The reason cholesterol and LDL was thought to be a major cause of atherosclerosis makes sense if you understand what the scientists found. Essentially, they collected plaques at various stages of progression and analysed them. What they found was macrophages had infiltrated the arterial wall and ‘set up camp’. These guys were in a pro-inflammatory state and actually began to necrose in serious cases. Naturally, they wanted to find out why these macrophages done this.
What they found was that these macrophages and the associated fatty streaks had extremely high levels of cholesterol. So they decided to find out where it came from. This proved more challenging, but they managed to see apoB lipoproteins ‘stuck’ in the arterial wall. Through many complex experiments, they determined that apoB lipoproteins became stuck in the arterial wall and the macrophages came to clean up the mess - by eating the lipoproteins.
Normally this happens all the time without issue. However, if the associated macrophage is in an activated state (new science) or there is lots of cholesterol to be eaten (found at the time), then the macrophages would not re-enter the circulation for extended periods of time. There is a limit to the amount a macrophage can eat before it forms a foam cell and it pretty much there for good. This IS the beginning of atherosclerosis.
Later, a lot of epidemiological studies came out and poor or no correlations were shown to LDL cholesterol. The size principal was used to explain this. Small dense LDL was able to penetrate the arterial wall much easier, thus increasing the flux of cholesterol through the wall and increasing the possibility of LDL getting stuck. Sounds good in theory and there is some in vitro (cell or model work) evidence to suggest this. There is one thing that was ignored because of this principal and that is chylomicron cholesterol. After a fast most of the cholesterol in the blood is found in LDL and HDL lipoproteins. Chylomicrons are released from the intestines after meals and carry the dietary fats around the circulation. These particles are much larger than LDL, HDL and VLDL (precursor to LDL) and thought to not penetrate the arterial wall. These particles are also apoB lipoproteins, just a different variant. It turns out that most of the ‘stuck’ lipoproteins were chylomicrons and not LDL.
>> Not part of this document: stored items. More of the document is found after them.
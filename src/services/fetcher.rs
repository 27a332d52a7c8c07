//! Contribution data fetcher
//!
//! Issues the single GET against the calendar endpoint, turns the
//! `{"YYYY-MM-DD": count}` body into ordered records, and runs that work on a
//! background thread whose result is discarded once the UI has torn down.

use std::sync::atomic::{AtomicBool, Ordering};
use std::sync::mpsc::{self, Receiver, TryRecvError};
use std::sync::Arc;
use std::thread;
use std::time::Duration;

use serde_json::Value;
use tracing::{debug, error, info};

use crate::types::{Config, ContribError, ContributionRecord, Result};

/// Fetch and parse the contribution map from `url`
pub fn fetch_records(url: &str, timeout: Duration) -> Result<Vec<ContributionRecord>> {
    let client = reqwest::blocking::Client::builder()
        .timeout(timeout)
        .build()
        .map_err(|e| ContribError::Fetch(format!("HTTP client error: {}", e)))?;

    let response = client
        .get(url)
        .send()
        .map_err(|e| ContribError::Fetch(format!("HTTP request failed: {}", e)))?;

    let status = response.status();
    if !status.is_success() {
        return Err(ContribError::Fetch(format!("unexpected status {}", status)));
    }

    let body = response
        .text()
        .map_err(|e| ContribError::Fetch(format!("failed to read body: {}", e)))?;

    parse_records(&body)
}

/// Parse a JSON object body into records, keeping the object's key order.
/// Values that are not non-negative integers are skipped.
pub fn parse_records(body: &str) -> Result<Vec<ContributionRecord>> {
    let value: Value = serde_json::from_str(body)
        .map_err(|e| ContribError::Parse(format!("JSON parse error: {}", e)))?;

    let Value::Object(map) = value else {
        return Err(ContribError::Parse("expected a JSON object".into()));
    };

    let mut records = Vec::with_capacity(map.len());
    for (date, count) in map {
        match count.as_u64() {
            Some(count) => records.push(ContributionRecord::new(date, count)),
            None => debug!(%date, value = %count, "skipping non-integer contribution count"),
        }
    }
    Ok(records)
}

/// Fetch records, logging and swallowing any failure.
/// A failed fetch yields an empty set, which renders as an all-zero grid.
pub fn load_records(url: &str, timeout: Duration) -> Vec<ContributionRecord> {
    match fetch_records(url, timeout) {
        Ok(records) => {
            info!(url, records = records.len(), "loaded contribution data");
            records
        }
        Err(e) => {
            error!(url, error = %e, "error fetching contribution data");
            Vec::new()
        }
    }
}

/// Handle to the one background fetch started when the widget mounts.
///
/// Dropping the handle clears its liveness flag; a worker that finishes after
/// that point drops its result instead of delivering it.
#[derive(Debug)]
pub struct FetchHandle {
    rx: Receiver<Vec<ContributionRecord>>,
    alive: Arc<AtomicBool>,
    finished: bool,
}

impl FetchHandle {
    /// Start the fetch for `config` on a background thread
    pub fn spawn(config: &Config) -> Self {
        let url = config.url.clone();
        let timeout = config.timeout;
        Self::spawn_with(move || load_records(&url, timeout))
    }

    /// Start a fetch driven by an arbitrary loader
    pub fn spawn_with<F>(load: F) -> Self
    where
        F: FnOnce() -> Vec<ContributionRecord> + Send + 'static,
    {
        let (tx, rx) = mpsc::channel();
        let alive = Arc::new(AtomicBool::new(true));
        let worker_alive = Arc::clone(&alive);

        thread::spawn(move || {
            let records = load();
            if worker_alive.load(Ordering::Acquire) {
                let _ = tx.send(records);
            } else {
                debug!("fetch completed after teardown, discarding result");
            }
        });

        Self {
            rx,
            alive,
            finished: false,
        }
    }

    /// Non-blocking poll; yields the records at most once
    pub fn try_take(&mut self) -> Option<Vec<ContributionRecord>> {
        if self.finished {
            return None;
        }
        match self.rx.try_recv() {
            Ok(records) => {
                self.finished = true;
                Some(records)
            }
            Err(TryRecvError::Empty) => None,
            Err(TryRecvError::Disconnected) => {
                self.finished = true;
                None
            }
        }
    }

    pub fn cancel(&self) {
        self.alive.store(false, Ordering::Release);
    }
}

impl Drop for FetchHandle {
    fn drop(&mut self) {
        self.cancel();
    }
}

#[cfg(test)]
impl FetchHandle {
    fn is_alive(&self) -> bool {
        self.alive.load(Ordering::Acquire)
    }

    fn recv_timeout(&mut self, timeout: Duration) -> Option<Vec<ContributionRecord>> {
        if self.finished {
            return None;
        }
        let result = self.rx.recv_timeout(timeout).ok();
        self.finished = true;
        result
    }
}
So you can see why the confusion occured and why fasting measurements of cholesterol would not correlate with atherosclerosis. Nonetheless, cholesterol can be a major factor in atherosclerosis, but is not necessarily required or the only factor.[/quote]
Thank you for that (I don’t have the medical background to argue either way).
So in conclusion, how do YOU play it safe?
I get regular blood tests because I donate blood for research purposes. I have never really had any significant changes in values for any markers, which in some cases is more important than the marker itself. Our research institute also does lots of post-prandial (after eating) work, so I also get time course measurements done for blood glucose and various lipids. These are usually much more sensitive to disturbances than fasting blood tests.
My resulting lifestyle is probably shared with many people here, possibly with a few exceptions. I lift weights, enjoy regular cardio and compete in a sport I love. That more than enough covers my physical activity requirements. My with nutrition, I have developed a style which limits saturated fats and cholesterol. I have a moderate intake of fat overall. Most of my calories come from carbohydrates, with the percentage increasing during bulking phases. I regularly take fish oil, whey protein and green tea (thanks to my Japanese better half).
I don’t think there are any surprises or secrets there. I have my interpretation of nutrition literature, which seems to differ somewhat to Modok (the pharmacy god). But I completely understand his point of view, I have just ranked things differently.